Peppermint oil will not stop mice from a known grain source. Been there, done that. It will turn them off exploring for a nest area away from a food source. My tool shed had no food, but mice went in-worked. Rabbit shed-didn't work.


----------



## Terri in WV (May 10, 2002)

Watch planting mint, Angie, it's very invasive.


----------



## AngieM2 (May 10, 2002)

I have spearmint that was here already and the patch gets larger but with a lawn mower, it stays in a general area, and I was thinking of containers of it around, or maybe let it go wild around my mobile home and make it totally a bad smell to the mice.


----------



## ryanthomas (Dec 10, 2009)

AngieM2 said:


> Thanks doodlemom. I was wondering if that would work. I need to plant mint outside, I have spearmint, but need some peppermint.

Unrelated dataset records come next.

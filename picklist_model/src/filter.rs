// Copyright 2026 the Picklist Authors
// SPDX-License-Identifier: Apache-2.0 OR MIT

//! Text filtering of the option list.
//!
//! [`filter`] produces the visible options for the current search text. It is
//! a stable filter: the result is always the input order restricted to the
//! matches. Options listed in `excluded` (compared on the value field) never
//! appear, which is how a multi-value control hides what is already selected.
//!
//! ```
//! use picklist_model::{Choice, ChoiceAccessor, FilterConfig, FilterStrategy, filter};
//!
//! let options = [Choice::new(1, "Apple"), Choice::new(2, "Banana"), Choice::new(3, "Cherry")];
//! let visible = filter(
//!     &options,
//!     "an",
//!     &[],
//!     &FilterConfig::default(),
//!     &ChoiceAccessor,
//!     FilterStrategy::Default,
//! );
//! assert_eq!(visible, vec![options[1].clone()]);
//! ```

use alloc::borrow::Cow;
use alloc::vec::Vec;
use core::fmt;

use hashbrown::HashSet;

use crate::types::{Accessor, Scalar};

/// Where in the candidate text the search text must match.
#[derive(Copy, Clone, Debug, Default, PartialEq, Eq, Hash)]
#[cfg_attr(
    feature = "serde",
    derive(serde::Serialize, serde::Deserialize),
    serde(rename_all = "lowercase")
)]
pub enum MatchPos {
    /// Anywhere (substring).
    #[default]
    Any,
    /// At the start (prefix).
    Start,
}

/// Which option field the search text is matched against.
#[derive(Copy, Clone, Debug, Default, PartialEq, Eq, Hash)]
#[cfg_attr(
    feature = "serde",
    derive(serde::Serialize, serde::Deserialize),
    serde(rename_all = "lowercase")
)]
pub enum MatchProp {
    /// Label or value.
    #[default]
    Any,
    /// Label only.
    Label,
    /// Value only.
    Value,
}

/// Settings of the default matching algorithm.
#[derive(Copy, Clone, Debug, PartialEq, Eq, Hash)]
pub struct FilterConfig {
    /// Compare case-insensitively.
    pub ignore_case: bool,
    /// Prefix or substring match.
    pub match_pos: MatchPos,
    /// Fields to match.
    pub match_prop: MatchProp,
}

impl Default for FilterConfig {
    fn default() -> Self {
        Self {
            ignore_case: true,
            match_pos: MatchPos::Any,
            match_prop: MatchProp::Any,
        }
    }
}

/// Signature of a full replacement for the filter pipeline.
pub type CustomFilter<O> = dyn Fn(&[O], &str, &[O], &FilterConfig) -> Vec<O>;

/// Signature of a per-option match predicate. Receives the search text after
/// case folding.
pub type OptionPredicate<O> = dyn Fn(&O, &str) -> bool;

/// How the visible options are derived.
pub enum FilterStrategy<'a, O> {
    /// No filtering; every option is visible.
    Disabled,
    /// The built-in algorithm driven by [`FilterConfig`].
    Default,
    /// Exclusion as usual, then `predicate` decides instead of text matching.
    Predicate(&'a OptionPredicate<O>),
    /// Delegate entirely, with the same arguments [`filter`] receives.
    Custom(&'a CustomFilter<O>),
}

impl<O> Clone for FilterStrategy<'_, O> {
    fn clone(&self) -> Self {
        *self
    }
}

impl<O> Copy for FilterStrategy<'_, O> {}

impl<O> fmt::Debug for FilterStrategy<'_, O> {
    fn fmt(&self, f: &mut fmt::Formatter<'_>) -> fmt::Result {
        f.write_str(match self {
            Self::Disabled => "Disabled",
            Self::Default => "Default",
            Self::Predicate(_) => "Predicate",
            Self::Custom(_) => "Custom",
        })
    }
}

/// Compute the visible options for `search`.
///
/// - [`FilterStrategy::Disabled`] returns `options` unchanged.
/// - [`FilterStrategy::Custom`] delegates with the same arguments.
/// - Otherwise options whose value appears in `excluded` are dropped, then the
///   predicate (if any) or the default text match decides. Empty search text
///   matches every remaining option.
pub fn filter<O, A>(
    options: &[O],
    search: &str,
    excluded: &[O],
    config: &FilterConfig,
    accessor: &A,
    strategy: FilterStrategy<'_, O>,
) -> Vec<O>
where
    O: Clone + PartialEq,
    A: Accessor<O> + ?Sized,
{
    match strategy {
        FilterStrategy::Disabled => return options.to_vec(),
        FilterStrategy::Custom(custom) => return custom(options, search, excluded, config),
        FilterStrategy::Default | FilterStrategy::Predicate(_) => {}
    }

    let needle: Cow<'_, str> = if config.ignore_case {
        Cow::Owned(search.to_lowercase())
    } else {
        Cow::Borrowed(search)
    };
    let excluded_values: HashSet<&Scalar> =
        excluded.iter().filter_map(|e| accessor.value(e)).collect();

    options
        .iter()
        .filter(|option| {
            let is_excluded = match accessor.value(option) {
                Some(v) => excluded_values.contains(v),
                None => excluded.iter().any(|e| e == *option),
            };
            if is_excluded {
                return false;
            }
            if let FilterStrategy::Predicate(predicate) = strategy {
                return predicate(*option, &needle);
            }
            if needle.is_empty() {
                return true;
            }
            text_matches(*option, &needle, config, accessor)
        })
        .cloned()
        .collect()
}

fn text_matches<O, A>(option: &O, needle: &str, config: &FilterConfig, accessor: &A) -> bool
where
    A: Accessor<O> + ?Sized,
{
    let test = |haystack: Cow<'_, str>| {
        let haystack = if config.ignore_case {
            Cow::Owned(haystack.to_lowercase())
        } else {
            haystack
        };
        match config.match_pos {
            MatchPos::Start => haystack.starts_with(needle),
            MatchPos::Any => haystack.contains(needle),
        }
    };

    let value_hit = config.match_prop != MatchProp::Label
        && test(accessor.value(option).map(Scalar::text).unwrap_or_default());
    value_hit || (config.match_prop != MatchProp::Value && test(accessor.label(option)))
}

Spearmint is supposed to have the same effect as peppermint.


----------



## AngieM2 (May 10, 2002)

Then when my spearmint comes back out, I need to harvest some and try it.


----------



## shanzone2001 (Dec 3, 2009)

Becka said:


> I have a mouse living in my car and the other day it ran around while I was driving!


I think I would have died!!! Yikes!!! Hope you can get it out of there!


----------



## olivehill (Aug 17, 2009)

If you're using herbed oils for human consumption be sure to refrigerate, they can be a source of botulism otherwise.


----------